About this task: The answer must be an exact reproduction of all the entries.

Dataset entries:

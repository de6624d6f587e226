//! Immutable aggregation results.

use chrono::{DateTime, Utc};
use serde::{Deserialize, Serialize};

use chainpulse_core::price::{ReferenceAsset, ReferencePrices};

use crate::abi::{to_units, Address};
use crate::config::PoolsConfig;
use crate::error::AggregationError;
use crate::pair::PairState;

/// Token decimals beyond this are treated as garbage.
pub const MAX_DECIMALS: u8 = 36;

/// Where the reference prices of a snapshot came from.
#[derive(Debug, Clone, Copy, PartialEq, Eq, Serialize, Deserialize)]
#[serde(rename_all = "lowercase")]
pub enum PriceSource {
    /// Every price came from the feed.
    Live,
    /// At least one configured fallback price was substituted.
    Fallback,
}

/// One pool as seen by one aggregation.
#[derive(Debug, Clone, PartialEq, Serialize, Deserialize)]
pub struct PoolReading {
    pub name: String,
    pub pair_address: Address,
    pub token0: Address,
    pub token1: Address,
    pub asset_is_token0: bool,
    pub asset_reserve: f64,
    pub paired_reserve: f64,
    pub paired_asset: ReferenceAsset,
    pub lp_total_supply: f64,
    /// Paired asset per unit of the asset.
    pub implied_price: Option<f64>,
    pub paired_price_usd: Option<f64>,
    /// USD value of the paired reserve, the pool's displayed TVL.
    pub paired_value_usd: Option<f64>,
    pub asset_price_usd: Option<f64>,
}

impl PoolReading {
    /// Both sides of the pool in USD.
    pub fn pool_value_usd(&self) -> Option<f64> {
        self.paired_value_usd.map(|v| v * 2.0)
    }
}

#[derive(Debug, Clone, PartialEq, Serialize, Deserialize)]
pub struct PoolSnapshot {
    pub asset: Address,
    pub asset_symbol: String,
    pub pools: Vec<PoolReading>,
    pub total_asset_reserve: f64,
    /// Sum of per-pool paired reserve values.
    pub combined_tvl_usd: Option<f64>,
    /// Units of the first pool's paired asset per unit of the second's, as
    /// implied by the two pools. Only defined for exactly two pools.
    pub cross_price: Option<f64>,
    pub prices: ReferencePrices,
    pub price_source: PriceSource,
    pub timestamp: DateTime<Utc>,
}

impl PoolSnapshot {
    pub fn pool(&self, name: &str) -> Option<&PoolReading> {
        self.pools.iter().find(|p| p.name == name)
    }

    pub fn pool_by_address(&self, address: &Address) -> Option<&PoolReading> {
        self.pools.iter().find(|p| p.pair_address == *address)
    }
}

/// `numerator / denominator`, or `None` when the ratio is meaningless.
pub fn plausible_ratio(numerator: f64, denominator: f64) -> Option<f64> {
    let ratio = numerator / denominator;
    (denominator > 0.0 && ratio.is_finite() && ratio > 0.0).then_some(ratio)
}

/// Merge one state per configured pool (same order) into a snapshot.
pub fn build_snapshot(
    config: &PoolsConfig,
    states: &[PairState],
    prices: ReferencePrices,
    price_source: PriceSource,
) -> Result<PoolSnapshot, AggregationError> {
    let mut pools = Vec::with_capacity(states.len());
    for (pool, state) in config.pools.iter().zip(states) {
        let oriented = state
            .orient(&config.asset_address)
            .ok_or_else(|| AggregationError::AssetNotInPool {
                pool: pool.name.clone(),
                asset: config.asset_address,
                token0: state.token0,
                token1: state.token1,
            })?;
        if state.decimals > MAX_DECIMALS || pool.decimals > MAX_DECIMALS {
            return Err(AggregationError::Decode {
                pool: pool.name.clone(),
                reason: format!("{} decimals", state.decimals.max(pool.decimals)),
            });
        }

        let asset_reserve = to_units(oriented.asset_reserve, pool.decimals);
        let paired_reserve = to_units(oriented.paired_reserve, pool.decimals);
        let implied_price = plausible_ratio(paired_reserve, asset_reserve);
        let paired_price_usd = prices.get(pool.paired_asset);
        pools.push(PoolReading {
            name: pool.name.clone(),
            pair_address: state.address,
            token0: state.token0,
            token1: state.token1,
            asset_is_token0: oriented.asset_is_token0,
            asset_reserve,
            paired_reserve,
            paired_asset: pool.paired_asset,
            lp_total_supply: to_units(state.total_supply, state.decimals),
            implied_price,
            paired_price_usd,
            paired_value_usd: paired_price_usd.map(|p| paired_reserve * p),
            asset_price_usd: implied_price.zip(paired_price_usd).map(|(i, p)| i * p),
        });
    }

    let total_asset_reserve = pools.iter().map(|p| p.asset_reserve).sum();
    let combined_tvl_usd = pools
        .iter()
        .map(|p| p.paired_value_usd)
        .sum::<Option<f64>>();
    let cross_price = match pools.as_slice() {
        [a, b] => a
            .implied_price
            .zip(b.implied_price)
            .and_then(|(pa, pb)| plausible_ratio(pa, pb)),
        _ => None,
    };

    Ok(PoolSnapshot {
        asset: config.asset_address,
        asset_symbol: config.asset_symbol.clone(),
        pools,
        total_asset_reserve,
        combined_tvl_usd,
        cross_price,
        prices,
        price_source,
        timestamp: Utc::now(),
    })
}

Response to the exercise:
repository de6624d6f587e226
//! Immutable aggregation results.

use chrono::{DateTime, Utc};
use serde::{Deserialize, Serialize};

use chainpulse_core::price::{ReferenceAsset, ReferencePrices};

use crate::abi::{to_units, Address};
use crate::config::PoolsConfig;
use crate::error::AggregationError;
use crate::pair::PairState;

/// Token decimals beyond this are treated as garbage.
pub const MAX_DECIMALS: u8 = 36;

/// Where the reference prices of a snapshot came from.
#[derive(Debug, Clone, Copy, PartialEq, Eq, Serialize, Deserialize)]
#[serde(rename_all = "lowercase")]
pub enum PriceSource {
    /// Every price came from the feed.
    Live,
    /// At least one configured fallback price was substituted.
    Fallback,
}

/// One pool as seen by one aggregation.
#[derive(Debug, Clone, PartialEq, Serialize, Deserialize)]
pub struct PoolReading {
    pub name: String,
    pub pair_address: Address,
    pub token0: Address,
    pub token1: Address,
    pub asset_is_token0: bool,
    pub asset_reserve: f64,
    pub paired_reserve: f64,
    pub paired_asset: ReferenceAsset,
    pub lp_total_supply: f64,
    /// Paired asset per unit of the asset.
    pub implied_price: Option<f64>,
    pub paired_price_usd: Option<f64>,
    /// USD value of the paired reserve, the pool's displayed TVL.
    pub paired_value_usd: Option<f64>,
    pub asset_price_usd: Option<f64>,
}

impl PoolReading {
    /// Both sides of the pool in USD.
    pub fn pool_value_usd(&self) -> Option<f64> {
        self.paired_value_usd.map(|v| v * 2.0)
    }
}

#[derive(Debug, Clone, PartialEq, Serialize, Deserialize)]
pub struct PoolSnapshot {
    pub asset: Address,
    pub asset_symbol: String,
    pub pools: Vec<PoolReading>,
    pub total_asset_reserve: f64,
    /// Sum of per-pool paired reserve values.
    pub combined_tvl_usd: Option<f64>,
    /// Units of the first pool's paired asset per unit of the second's, as
    /// implied by the two pools. Only defined for exactly two pools.
    pub cross_price: Option<f64>,
    pub prices: ReferencePrices,
    pub price_source: PriceSource,
    pub timestamp: DateTime<Utc>,
}

impl PoolSnapshot {
    pub fn pool(&self, name: &str) -> Option<&PoolReading> {
        self.pools.iter().find(|p| p.name == name)
    }

    pub fn pool_by_address(&self, address: &Address) -> Option<&PoolReading> {
        self.pools.iter().find(|p| p.pair_address == *address)
    }
}

/// `numerator / denominator`, or `None` when the ratio is meaningless.
pub fn plausible_ratio(numerator: f64, denominator: f64) -> Option<f64> {
    let ratio = numerator / denominator;
    (denominator > 0.0 && ratio.is_finite() && ratio > 0.0).then_some(ratio)
}

/// Merge one state per configured pool (same order) into a snapshot.
pub fn build_snapshot(
    config: &PoolsConfig,
    states: &[PairState],
    prices: ReferencePrices,
    price_source: PriceSource,
) -> Result<PoolSnapshot, AggregationError> {
    let mut pools = Vec::with_capacity(states.len());
    for (pool, state) in config.pools.iter().zip(states) {
        let oriented = state
            .orient(&config.asset_address)
            .ok_or_else(|| AggregationError::AssetNotInPool {
                pool: pool.name.clone(),
                asset: config.asset_address,
                token0: state.token0,
                token1: state.token1,
            })?;
        if state.decimals > MAX_DECIMALS || pool.decimals > MAX_DECIMALS {
            return Err(AggregationError::Decode {
                pool: pool.name.clone(),
                reason: format!("{} decimals", state.decimals.max(pool.decimals)),
            });
        }

        let asset_reserve = to_units(oriented.asset_reserve, pool.decimals);
        let paired_reserve = to_units(oriented.paired_reserve, pool.decimals);
        let implied_price = plausible_ratio(paired_reserve, asset_reserve);
        let paired_price_usd = prices.get(pool.paired_asset);
        pools.push(PoolReading {
            name: pool.name.clone(),
            pair_address: state.address,
            token0: state.token0,
            token1: state.token1,
            asset_is_token0: oriented.asset_is_token0,
            asset_reserve,
            paired_reserve,
            paired_asset: pool.paired_asset,
            lp_total_supply: to_units(state.total_supply, state.decimals),
            implied_price,
            paired_price_usd,
            paired_value_usd: paired_price_usd.map(|p| paired_reserve * p),
            asset_price_usd: implied_price.zip(paired_price_usd).map(|(i, p)| i * p),
        });
    }

    let total_asset_reserve = pools.iter().map(|p| p.asset_reserve).sum();
    let combined_tvl_usd = pools
        .iter()
        .map(|p| p.paired_value_usd)
        .sum::<Option<f64>>();
    let cross_price = match pools.as_slice() {
        [a, b] => a
            .implied_price
            .zip(b.implied_price)
            .and_then(|(pa, pb)| plausible_ratio(pa, pb)),
        _ => None,
    };

    Ok(PoolSnapshot {
        asset: config.asset_address,
        asset_symbol: config.asset_symbol.clone(),
        pools,
        total_asset_reserve,
        combined_tvl_usd,
        cross_price,
        prices,
        price_source,
        timestamp: Utc::now(),
    })
}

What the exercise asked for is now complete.